We are looking for a Site Reliability Engineer experienced with Linux systems to join our expanding IT Operations team. This role involves a high level of collaboration with other technical staff.
Responsibilities
- Work with the Architecture Team and the Development Teams to translate company needs into infrastructure solutions that will suit those needs and requirements in terms of performance, resource usage, scalability, resilience and observability. The proposed solutions may include on premises virtualised/bare-metal, cloud or hybrid architectures and must ensure the use of Continuous Integration and Continuous Delivery, Infrastructure as Code and GitOps approaches.
- Invest time in developing and maintaining pipelines, scripts and playbooks to continuously reduce the human tasks required to operate the production services (toil).
- Collaborate with the Architecture Team and the Development Teams in projects for moving production services to cloud environments.

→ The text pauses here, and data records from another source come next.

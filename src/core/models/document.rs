//! Source documents held as verbatim lines
//!
//! Line terminators are kept on every line so that writing the retained
//! lines back out reproduces the original bytes exactly.

/// An ordered sequence of lines loaded verbatim from a file
#[derive(Debug, Clone, Default, PartialEq, Eq)]
pub struct SourceDocument {
    lines: Vec<String>,
}

impl SourceDocument {
    /// Split text into lines, keeping `\n` / `\r\n` terminators attached
    #[must_use]
    pub fn parse(text: &str) -> Self {
        Self {
            lines: text.split_inclusive('\n').map(String::from).collect(),
        }
    }

    /// Build a document from already split lines
    #[must_use]
    pub const fn from_lines(lines: Vec<String>) -> Self {
        Self { lines }
    }

    /// All lines, terminators included
    #[must_use]
    pub fn lines(&self) -> &[String] {
        &self.lines
    }

    /// Number of lines
    #[must_use]
    pub fn len(&self) -> usize {
        self.lines.len()
    }

    /// Whether the document has no lines at all
    #[must_use]
    pub fn is_empty(&self) -> bool {
        self.lines.is_empty()
    }

    /// Whether the line at `index` exists and holds only whitespace
    #[must_use]
    pub fn is_blank(&self, index: usize) -> bool {
        self.lines.get(index).is_some_and(|line| line.trim().is_empty())
    }
}
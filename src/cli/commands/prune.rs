//! Remove methods and write the cleaned file

use std::path::Path;

use methodprune::adapters::file::FsDocumentStore;
use methodprune::config;
use methodprune::core::services::WriteStatus;
use methodprune::output::{OutputMode, PruneReport};

use super::selection;
use crate::cli::app::SelectionArgs;

/// Exit status when the run completed but some methods were not found
const EXIT_MISSING: i32 = 2;

/// Remove the selected methods from `input`
pub fn prune(
    input: &Path,
    output: Option<&Path>,
    dry_run: bool,
    args: &SelectionArgs,
    config_path: Option<&Path>,
    mode: OutputMode,
) -> anyhow::Result<()> {
    let selection = selection::resolve(args, &[], config_path)?;

    let output = output.map_or_else(|| config::default_output_path(input), Path::to_path_buf);
    config::ensure_distinct(input, &output)?;

    let pruner = selection.settings.pruner();
    let target = (!dry_run).then_some(output.as_path());
    let run = pruner.run(&FsDocumentStore::new(), input, target, &selection.methods)?;

    let output_str = output.display().to_string();
    let report = PruneReport::from_plan(
        &run.plan,
        &input.display().to_string(),
        target.map(|_| output_str.as_str()),
        matches!(run.write, WriteStatus::Written(_)),
    );
    report.render(mode);

    if let WriteStatus::Failed(err) = run.write {
        return Err(err.into());
    }

    if !report.all_found() && !selection.settings.allow_missing {
        std::process::exit(EXIT_MISSING);
    }

    Ok(())
}
//! Print method spans without modifying anything

use std::path::Path;

use methodprune::adapters::file::FsDocumentStore;
use methodprune::core::ports::DocumentStore;
use methodprune::output::{LocateReport, MethodReport, OutputMode};

use super::selection;
use crate::cli::app::SelectionArgs;

/// Locate `names` (plus any selected preset) in `input`
pub fn locate(
    input: &Path,
    names: &[String],
    args: &SelectionArgs,
    config_path: Option<&Path>,
    mode: OutputMode,
) -> anyhow::Result<()> {
    let selection = selection::resolve(args, names, config_path)?;
    let document = FsDocumentStore::new().load(input)?;

    let plan = selection.settings.pruner().plan(&document, &selection.methods);
    let report = LocateReport {
        input: input.display().to_string(),
        methods: plan.outcomes.iter().map(MethodReport::from).collect(),
    };
    report.render(mode);

    Ok(())
}
//! Strategies for attaching a leading doc comment to a declaration

use serde::{Deserialize, Serialize};

/// How far, and how, to walk upward from a declaration for its doc comment
#[derive(Debug, Clone, Copy, PartialEq, Eq, Default, Serialize, Deserialize)]
#[serde(rename_all = "kebab-case")]
pub enum LookbackStrategy {
    /// Look a few lines up, absorbing `/**`, `*` and `*/` lines
    ///
    /// Blank lines and `@deprecated` markers are stepped over. A block whose
    /// `/**` lies beyond the depth is not absorbed at all.
    Bounded,
    /// Walk up to the `/**` that opens the attached doc block
    ///
    /// Gives up without extending when code is hit first.
    #[default]
    DocBlock,
}

impl LookbackStrategy {
    /// Default number of lines inspected above the declaration
    #[must_use]
    pub const fn default_depth(self) -> usize {
        match self {
            Self::Bounded => 3,
            Self::DocBlock => 20,
        }
    }
}

impl std::fmt::Display for LookbackStrategy {
    fn fmt(&self, f: &mut std::fmt::Formatter<'_>) -> std::fmt::Result {
        match self {
            Self::Bounded => write!(f, "bounded"),
            Self::DocBlock => write!(f, "doc-block"),
        }
    }
}

impl std::str::FromStr for LookbackStrategy {
    type Err = String;

    fn from_str(s: &str) -> Result<Self, Self::Err> {
        match s.to_lowercase().as_str() {
            "bounded" => Ok(Self::Bounded),
            "doc-block" | "docblock" | "doc_block" => Ok(Self::DocBlock),
            _ => Err(format!("Invalid lookback strategy: {s}. Use: bounded, doc-block")),
        }
    }
}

- Design and implementation of Public internet services, according to the needs of the organization.
- Troubleshoot internet services related issues.
- Provide comprehensive handover, top tier technical assistance and documentation to the operating and monitoring teams.
- Provisioning, operational tasks (performance, scaling, organization, routine patching, security…) and decommissioning of Linux servers.
- Management of infrastructure services such as email/SMTP, web, DNS, proxies, webservers and others.
- Participate in shared on-call rotation.
Requirements
- Strong experience using Infrastructure as Code (Terraform, Pulumi, CloudFormation, Google Deployment Manager, etc).
- Wide experience with Unix/Linux systems (Canonical Ubuntu and Redhat/CentOS Linux) in a large-scale operations, distributed Linux production set-up.
- Experience with third party public and hybrid cloud environments (Google Cloud Platform, OVH, Vultr, AWS, etc).
- Experience in centralized management systems (Ansible, Puppet, Canonical Landscape).
- Advanced knowledge of internet services and networking (DNS, email – postfix, HAProxy).
- Advanced knowledge with Web Servers (Apache, NGINX)
- Experience in Kubernetes administration. Experience in Kubernetes deployment is a plus. CKA certification is a plus.
- Knowledge on observability services and deployments such as OpenTelemetry/Prometheus
- Demonstrated ability to troubleshoot systems and network problem (for instance VPN site to site, IPSec, WireGuard)
- Experience in writing scripts for automating infrastructure tasks (Python, shell script…)
- Clued-up with web application frameworks for servers such as PHP/WordPress or Python/Django or NodeJS.
- Extremely organized with a strong attention to detail.
- Ability to work well under pressure
- Demonstrated ability to manage multiple tasks and competing priorities.
- Great communication, interpersonal and teamwork skills.
- Fluent in English.
Job Category: Infrastructure
Job Type: Full Time
Job Location: Malaga, Madrid